La guerra invisible

La guerra invisible

B

24/03/2020

El olor a tierra empapada. Los susurros de la pólvora entrando en el cañón. Los pies despojados, con prisas. El bochorno de un último beso. Las miradas sin dormir. Las lágrimas que arrastran el polvo del rostro. La voz, sin aliento, rezando agónica a su Dios. La indiscutible necesidad de paz de los inocentes. El temblor de los accidentes. La nostalgia del pan caliente en una mesa. Son atributos inherentes a la guerra. A la guerra tradicional, quiero decir.

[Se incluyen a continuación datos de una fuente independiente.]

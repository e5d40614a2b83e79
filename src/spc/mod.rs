//! Levey-Jennings charting with Westgard multi-rules.
//!
//! # Building blocks
//!
//! - [`Measurement`] — one control result for one analyte
//! - [`MeasurementWindow`] — bounded ring buffer of recent measurements
//! - [`WestgardRule`] / [`WestgardRules`] — the rule table and a configurable subset
//! - [`Violation`] — a classified finding emitted by any detector
//!
//! # References
//!
//! - Westgard, J.O. et al. (1981). "A Multi-Rule Shewhart Chart for Quality
//!   Control in Clinical Chemistry", *Clinical Chemistry* 27(3), pp. 493-501.
//! - Levey, S. & Jennings, E.R. (1950). "The use of control charts in the
//!   clinical laboratory", *Am. J. Clin. Pathol.* 20(11), pp. 1059-1066.

mod chart;
mod rules;
mod window;

pub use chart::{
    CheckKind, CheckOutcome, InconclusiveCheck, Measurement, RuleId, Severity, Violation,
};
pub use rules::{RunRule, WestgardRule, WestgardRules, TIE_TOLERANCE};
pub use window::MeasurementWindow;
//! Per-analyte configuration.
//!
//! The engine owns no file format: an [`AnalyteConfig`] is deserialized with
//! serde by whatever loads the laboratory's settings, then validated before
//! any measurement is accepted. Omitted tuning fields take the defaults
//! below.

use serde::{Deserialize, Serialize};

use crate::error::{QcError, Result};
use crate::spc::WestgardRule;

/// Default number of measurements kept in the working window.
pub const DEFAULT_WINDOW_CAPACITY: usize = 100;
/// Default CUSUM reference value, in multiples of σ.
pub const DEFAULT_CUSUM_K: f64 = 0.5;
/// Default CUSUM decision interval, in multiples of σ.
pub const DEFAULT_CUSUM_H: f64 = 4.0;
/// Default EWMA smoothing constant.
pub const DEFAULT_EWMA_LAMBDA: f64 = 0.2;
/// Default EWMA control-limit width, in multiples of the EWMA σ.
pub const DEFAULT_EWMA_L: f64 = 2.7;
/// Default modified z-score outlier threshold.
pub const DEFAULT_ANOMALY_THRESHOLD: f64 = 3.5;
/// Default number of points for the drift regression.
pub const DEFAULT_TREND_WINDOW: usize = 10;
/// Default number of violations retained in an analyte's log.
pub const DEFAULT_LOG_CAPACITY: usize = 50;

/// Target statistics for one control material.
#[derive(Debug, Clone, PartialEq, Serialize, Deserialize)]
pub struct AnalyteProfile {
    pub analyte_id: String,
    /// Expected control value.
    pub target_mean: f64,
    /// Expected standard deviation; must be positive.
    pub target_std: f64,
    /// Total allowable error, percent of target; must be positive.
    pub tea_pct: f64,
}

impl AnalyteProfile {
    /// Creates a validated profile.
    ///
    /// # Errors
    ///
    /// [`QcError::InvalidConfig`] for an empty id, a non-finite mean, or a
    /// non-positive `target_std` / `tea_pct`.
    pub fn new(
        analyte_id: impl Into<String>,
        target_mean: f64,
        target_std: f64,
        tea_pct: f64,
    ) -> Result<Self> {
        let profile = Self {
            analyte_id: analyte_id.into(),
            target_mean,
            target_std,
            tea_pct,
        };
        profile.validate()?;
        Ok(profile)
    }

    pub fn validate(&self) -> Result<()> {
        if self.analyte_id.trim().is_empty() {
            return Err(QcError::config("analyte_id", "must not be empty"));
        }
        if !self.target_mean.is_finite() {
            return Err(QcError::config("target_mean", "must be finite"));
        }
        if !self.target_std.is_finite() || self.target_std <= 0.0 {
            return Err(QcError::config(
                "target_std",
                format!("must be positive and finite, got {}", self.target_std),
            ));
        }
        if !self.tea_pct.is_finite() || self.tea_pct <= 0.0 {
            return Err(QcError::config(
                "tea_pct",
                format!("must be positive and finite, got {}", self.tea_pct),
            ));
        }
        Ok(())
    }

    /// Standardized distance of `value` from target.
    pub fn z_score(&self, value: f64) -> f64 {
        (value - self.target_mean) / self.target_std
    }
}

/// Full monitoring configuration for one analyte.
///
/// # Examples
///
/// ```
/// use u_labqc::config::AnalyteConfig;
///
/// let json = r#"{
///     "profile": { "analyte_id": "urea", "target_mean": 25.0, "target_std": 1.5, "tea_pct": 9.0 },
///     "ewma_lambda": 0.1
/// }"#;
/// let config: AnalyteConfig = serde_json::from_str(json).unwrap();
/// config.validate().unwrap();
/// assert_eq!(config.window_capacity, 100);
/// assert!((config.ewma_lambda - 0.1).abs() < 1e-12);
/// ```
#[derive(Debug, Clone, PartialEq, Serialize, Deserialize)]
pub struct AnalyteConfig {
    pub profile: AnalyteProfile,
    #[serde(default = "default_window_capacity")]
    pub window_capacity: usize,
    /// CUSUM reference value k, in multiples of σ.
    #[serde(default = "default_cusum_k")]
    pub cusum_k: f64,
    /// CUSUM decision interval h, in multiples of σ.
    #[serde(default = "default_cusum_h")]
    pub cusum_h: f64,
    #[serde(default = "default_ewma_lambda")]
    pub ewma_lambda: f64,
    /// EWMA limit width L.
    #[serde(default = "default_ewma_l", rename = "ewma_L", alias = "ewma_l")]
    pub ewma_l: f64,
    /// |modified z| above which the latest point is an outlier.
    #[serde(default = "default_anomaly_threshold")]
    pub anomaly_threshold: f64,
    /// Points used by the drift regression, and the minimum window length
    /// for both the drift and outlier checks.
    #[serde(default = "default_trend_window")]
    pub trend_window: usize,
    /// Enabled Westgard rules.
    #[serde(default = "default_rules")]
    pub rules: Vec<WestgardRule>,
    /// Violations retained in the analyte's rolling log.
    #[serde(default = "default_log_capacity")]
    pub log_capacity: usize,
}

fn default_window_capacity() -> usize {
    DEFAULT_WINDOW_CAPACITY
}
fn default_cusum_k() -> f64 {
    DEFAULT_CUSUM_K
}
fn default_cusum_h() -> f64 {
    DEFAULT_CUSUM_H
}
fn default_ewma_lambda() -> f64 {
    DEFAULT_EWMA_LAMBDA
}
fn default_ewma_l() -> f64 {
    DEFAULT_EWMA_L
}
fn default_anomaly_threshold() -> f64 {
    DEFAULT_ANOMALY_THRESHOLD
}
fn default_trend_window() -> usize {
    DEFAULT_TREND_WINDOW
}
fn default_rules() -> Vec<WestgardRule> {
    WestgardRule::ALL.to_vec()
}
fn default_log_capacity() -> usize {
    DEFAULT_LOG_CAPACITY
}

impl AnalyteConfig {
    /// Configuration with every tuning parameter at its default.
    pub fn new(profile: AnalyteProfile) -> Self {
        Self {
            profile,
            window_capacity: DEFAULT_WINDOW_CAPACITY,
            cusum_k: DEFAULT_CUSUM_K,
            cusum_h: DEFAULT_CUSUM_H,
            ewma_lambda: DEFAULT_EWMA_LAMBDA,
            ewma_l: DEFAULT_EWMA_L,
            anomaly_threshold: DEFAULT_ANOMALY_THRESHOLD,
            trend_window: DEFAULT_TREND_WINDOW,
            rules: default_rules(),
            log_capacity: DEFAULT_LOG_CAPACITY,
        }
    }

    pub fn analyte_id(&self) -> &str {
        &self.profile.analyte_id
    }

    /// Rejects any parameter outside its domain.
    ///
    /// # Errors
    ///
    /// [`QcError::InvalidConfig`] naming the first offending field.
    pub fn validate(&self) -> Result<()> {
        self.profile.validate()?;
        if self.window_capacity == 0 {
            return Err(QcError::config("window_capacity", "must be at least 1"));
        }
        if !self.cusum_k.is_finite() || self.cusum_k < 0.0 {
            return Err(QcError::config("cusum_k", "must be non-negative and finite"));
        }
        if !self.cusum_h.is_finite() || self.cusum_h <= 0.0 {
            return Err(QcError::config("cusum_h", "must be positive and finite"));
        }
        if !self.ewma_lambda.is_finite() || self.ewma_lambda <= 0.0 || self.ewma_lambda > 1.0 {
            return Err(QcError::config("ewma_lambda", "must be in (0, 1]"));
        }
        if !self.ewma_l.is_finite() || self.ewma_l <= 0.0 {
            return Err(QcError::config("ewma_L", "must be positive and finite"));
        }
        if !self.anomaly_threshold.is_finite() || self.anomaly_threshold <= 0.0 {
            return Err(QcError::config(
                "anomaly_threshold",
                "must be positive and finite",
            ));
        }
        if self.trend_window < 3 {
            return Err(QcError::config(
                "trend_window",
                format!("needs at least 3 points, got {}", self.trend_window),
            ));
        }
        if self.trend_window > self.window_capacity {
            return Err(QcError::config(
                "trend_window",
                format!(
                    "{} exceeds window_capacity {}",
                    self.trend_window, self.window_capacity
                ),
            ));
        }
        if self.log_capacity == 0 {
            return Err(QcError::config("log_capacity", "must be at least 1"));
        }
        Ok(())
    }
}
//! Core Levey-Jennings chart types.
//!
//! Defines the measurement fed into the engine and the violation records the
//! detectors emit: severity, rule identifiers, and checks that could not be
//! completed.
//!
//! # References
//!
//! - Westgard, J.O. et al. (1981). "A Multi-Rule Shewhart Chart for Quality
//!   Control in Clinical Chemistry", *Clinical Chemistry* 27(3), pp. 493-501.
//! - Levey, S. & Jennings, E.R. (1950). "The use of control charts in the
//!   clinical laboratory", *Am. J. Clin. Pathol.* 20(11).

use std::fmt;

use chrono::{DateTime, Utc};
use serde::{Deserialize, Serialize, Serializer};

use super::rules::WestgardRule;

/// A single control measurement for one analyte.
///
/// Immutable once created. `run_index` orders measurements within an
/// analyte's stream and must be strictly increasing.
#[derive(Debug, Clone, PartialEq, Serialize, Deserialize)]
pub struct Measurement {
    /// Analyte this control belongs to.
    pub analyte_id: String,
    /// Position in the analyte's run sequence.
    pub run_index: u64,
    /// Acquisition time.
    pub timestamp: DateTime<Utc>,
    /// Measured value in the analyte's units.
    pub value: f64,
}

impl Measurement {
    /// Creates a measurement stamped with the current time.
    pub fn new(analyte_id: impl Into<String>, run_index: u64, value: f64) -> Self {
        Self::with_timestamp(analyte_id, run_index, Utc::now(), value)
    }

    pub fn with_timestamp(
        analyte_id: impl Into<String>,
        run_index: u64,
        timestamp: DateTime<Utc>,
        value: f64,
    ) -> Self {
        Self {
            analyte_id: analyte_id.into(),
            run_index,
            timestamp,
            value,
        }
    }
}

/// Severity of a violation.
///
/// Ordered so that `Critical > Warning`.
#[derive(Debug, Clone, Copy, PartialEq, Eq, PartialOrd, Ord, Hash, Serialize, Deserialize)]
#[serde(rename_all = "UPPERCASE")]
pub enum Severity {
    /// Investigate; the run may be accepted.
    Warning,
    /// Reject the run.
    Critical,
}

impl fmt::Display for Severity {
    fn fmt(&self, f: &mut fmt::Formatter<'_>) -> fmt::Result {
        match self {
            Severity::Warning => write!(f, "WARNING"),
            Severity::Critical => write!(f, "CRITICAL"),
        }
    }
}

/// Identifier of the rule or detector that produced a violation.
#[derive(Debug, Clone, Copy, PartialEq, Eq, Hash)]
pub enum RuleId {
    /// A Westgard multi-rule.
    Westgard(WestgardRule),
    /// Upper CUSUM crossed the decision interval.
    CusumUpper,
    /// Lower CUSUM crossed the decision interval.
    CusumLower,
    /// EWMA above its upper control limit.
    EwmaUpper,
    /// EWMA below its lower control limit.
    EwmaLower,
    /// Significant upward drift.
    TrendUp,
    /// Significant downward drift.
    TrendDown,
    /// Robust (modified z-score) outlier.
    Outlier,
}

impl RuleId {
    /// Stable short identifier, e.g. `"1-3s"` or `"CUSUM+"`.
    pub fn as_str(&self) -> &'static str {
        match self {
            RuleId::Westgard(rule) => rule.id(),
            RuleId::CusumUpper => "CUSUM+",
            RuleId::CusumLower => "CUSUM-",
            RuleId::EwmaUpper => "EWMA-H",
            RuleId::EwmaLower => "EWMA-L",
            RuleId::TrendUp => "TREND-UP",
            RuleId::TrendDown => "TREND-DOWN",
            RuleId::Outlier => "MOD-Z",
        }
    }

    /// Name of the detection method that owns this rule.
    pub fn method(&self) -> &'static str {
        match self {
            RuleId::Westgard(_) => "Westgard",
            RuleId::CusumUpper | RuleId::CusumLower => "CUSUM",
            RuleId::EwmaUpper | RuleId::EwmaLower => "EWMA",
            RuleId::TrendUp | RuleId::TrendDown => "Trend",
            RuleId::Outlier => "Anomaly",
        }
    }
}

impl fmt::Display for RuleId {
    fn fmt(&self, f: &mut fmt::Formatter<'_>) -> fmt::Result {
        f.write_str(self.as_str())
    }
}

impl Serialize for RuleId {
    fn serialize<S: Serializer>(&self, serializer: S) -> Result<S::Ok, S::Error> {
        serializer.serialize_str(self.as_str())
    }
}

/// A violation detected at one run.
///
/// Created by a detector and never modified afterwards.
#[derive(Debug, Clone, PartialEq, Serialize)]
pub struct Violation {
    /// Analyte the violation belongs to.
    pub analyte_id: String,
    /// Run index of the measurement that triggered it.
    pub run_index: u64,
    /// Which rule fired.
    pub rule_id: RuleId,
    pub severity: Severity,
    /// Human-readable description of the pattern.
    pub description: String,
    /// What the operator should do.
    pub recommended_action: String,
    /// The statistic that crossed its threshold (z-score, cumulative sum,
    /// smoothed value, change in σ units, or modified z-score).
    pub statistic: f64,
}

/// A check that produced neither a violation nor a clean pass.
#[derive(Debug, Clone, Copy, PartialEq, Eq, Hash, Serialize)]
pub enum CheckKind {
    /// Modified z-score outlier test.
    RobustOutlier,
    /// OLS drift test.
    LinearTrend,
}

/// A check skipped because a statistic it divides by collapsed to zero.
#[derive(Debug, Clone, PartialEq, Serialize)]
pub struct InconclusiveCheck {
    pub run_index: u64,
    pub check: CheckKind,
    pub reason: String,
}

/// Outcome of a window-level check on the latest push.
#[derive(Debug, Clone, PartialEq)]
pub enum CheckOutcome {
    /// Too little history; the check did not run.
    NotEvaluated,
    /// Ran and found nothing.
    Clear,
    Violation(Violation),
    Inconclusive(InconclusiveCheck),
}

impl CheckOutcome {
    pub fn violation(&self) -> Option<&Violation> {
        match self {
            CheckOutcome::Violation(v) => Some(v),
            _ => None,
        }
    }
}

#[cfg(test)]
mod tests {
    use super::*;

    #[test]
    fn test_measurement_construction() {
        let m = Measurement::new("urea", 3, 25.4);
        assert_eq!(m.analyte_id, "urea");
        assert_eq!(m.run_index, 3);
        assert!((m.value - 25.4).abs() < f64::EPSILON);
    }

    #[test]
    fn test_severity_ordering() {
        assert!(Severity::Critical > Severity::Warning);
        assert_eq!(Severity::Critical.to_string(), "CRITICAL");
    }

    #[test]
    fn test_rule_id_strings() {
        assert_eq!(RuleId::Westgard(WestgardRule::OneThreeS).as_str(), "1-3s");
        assert_eq!(RuleId::CusumUpper.to_string(), "CUSUM+");
        assert_eq!(RuleId::Outlier.method(), "Anomaly");
        assert_eq!(RuleId::Westgard(WestgardRule::TenX).method(), "Westgard");
    }

    #[test]
    fn test_violation_serializes_rule_as_string() {
        let v = Violation {
            analyte_id: "creatinine".into(),
            run_index: 12,
            rule_id: RuleId::Westgard(WestgardRule::TwoTwoS),
            severity: Severity::Critical,
            description: "two in a row".into(),
            recommended_action: "reject".into(),
            statistic: 2.4,
        };
        let json = serde_json::to_value(&v).expect("serializable");
        assert_eq!(json["rule_id"], "2-2s");
        assert_eq!(json["severity"], "CRITICAL");
        assert_eq!(json["run_index"], 12);
    }
}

La guerra invisible, querido lector (o lectora, no entremos en un debate que ha alcanzado la tonalidad política), tiene ciertos atributos similares. Con mis escasos veintitrés años, nunca había descartado la idea de vivir una situación límite; he escuchado muchas historias de guerras pasadas. Pero jamás una como esta; el derecho a vivir es el único bando en el que quiere estar el ser humano. Aunque, como humana que soy, también quiero otras cosas. Tengo derecho a verla sonreír de nuevo. Eso es en lo que pienso cuando mi madre vuelve a casa tras pasar 20 horas en la trinchera (no hace falta indicar que hablo de un hospital). Les falta material, mascarillas y esperanza. 

Hoy es martes. No oigo estruendos, ni siquiera balas; pero el dolor y el pánico calan desde mi alféizar. Dicen que el peor caos es el que no hace ruido (y cuánta razón). Parece que estoy narrando una historia macabra. Al menos, parece que penetra en los huesos de la misma manera. Sin embargo, tras treinta días confitada, me atrevería a decir que la existencia de un final hace que nunca sea tan tétrica como animan mis palabras.

Para alcanzar la calma, los demás nos hemos convertido también en guerrilleros. Y hemos copiado la táctica del COVID-19; somos invisibles. Nadie nos ve por las calles, aunque sí desde los balcones. Solo nos queda combatir. Y combatiremos.

A nuestros abuelos les pidieron que fueran a la guerra. A nosotros, sólo nos piden que nos quedemos en casa. (Anónimo).